Local alternatives to Cloud AI services

Table of Contents

Introduction

There are many advantages to using cloud-based AI services, such as the low barrier to entry and the (generally) high quality of the outputs, and some offer tools that simply aren’t publicly available. However, there is a growing ecosphere of local AI tools, both open and closed source, that are worth consideration. Local AI tools offer increased data security, allow for more customization, and can save money that would otherwise be spent on monthly software subscriptions. Today, I’d like to present a selection of tools that can be run on your own hardware, emphasizing options with a relatively low entry barrier due to low or no cost and ease of use. I hope you’ll discover something that has a niche in your workflow!

Frame Interpolation

RIFE

Real-Time Intermediate Flow Estimation for Video Frame Interpolation or “RIFE” is a command-line utility that can create new frames between existing frames in a video or still photos. Command-line utilities are not particularly easy to use for most people, and several projects that integrate RIFE into a GUI are listed on the GitHub page, including the two options listed below.

Flowframes

Primarily a GUI for frame interpolation using RIFE, although other interpolation models are also available. One benefit is that older versions of the application are available for free, so you can try out the software before making a purchase.

Fluidframes

A similar project to Flowframes, implementing a GUI for RIFE frame interpolation. Does not have a free version, but a license only costs $5. Potentially more active development than Flowframes.

Text to Speech & Speech Conversion

There are many models and libraries for converting text to speech and speech conversion, such as Bark, Coqui, Tortoise, VoiceCraft, RVC, and many others, but by and large, these are command line utilities that aren’t particularly easy to dive into.
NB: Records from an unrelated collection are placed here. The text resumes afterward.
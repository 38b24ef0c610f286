use axum::extract::{Query, State};
use axum::Json;
use serde::Deserialize;

use crate::api::state::AppState;
use crate::api::ApiError;
use crate::models::CompetitionStage;
use crate::standings::filters::StandingsFilters;
use crate::standings::service::StandingsReport;
use crate::standings::Envelope;

/// Query-string form of [`StandingsFilters`]. The stage phase arrives as a
/// string and is validated here so a typo is a 400, not an empty result.
#[derive(Debug, Default, Deserialize)]
pub struct StandingsParams {
    pub season_id: Option<i64>,
    pub sport_id: Option<i64>,
    pub sport_category_id: Option<i64>,
    pub stage_id: Option<i64>,
    pub competition_stage: Option<String>,
}

impl StandingsParams {
    pub fn into_filters(self) -> Result<StandingsFilters, ApiError> {
        let competition_stage = self
            .competition_stage
            .as_deref()
            .map(|s| s.parse::<CompetitionStage>())
            .transpose()
            .map_err(ApiError::BadRequest)?;

        Ok(StandingsFilters {
            season_id: self.season_id.map(Into::into),
            sport_id: self.sport_id.map(Into::into),
            sport_category_id: self.sport_category_id.map(Into::into),
            stage_id: self.stage_id.map(Into::into),
            competition_stage,
        })
    }
}

pub async fn standings(
    State(state): State<AppState>,
    Query(params): Query<StandingsParams>,
) -> Result<Json<Envelope<StandingsReport>>, ApiError> {
    let filters = params.into_filters()?;
    Ok(Json(state.service.get_standings(&filters)))
}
That’s why I recommend checking out TTS Generation WebUI below.

TTS Generation WebUI

TTS Generation WebUI combines a multitude of AI audio tools into one (relatively) easy-to-use interface, making it much easier to jump into the world of AI audio. Not only are TTS models included, but speech-to-speech conversion and music generation are included as well, allowing for experimentation with a wide variety of models and methods for generating AI audio.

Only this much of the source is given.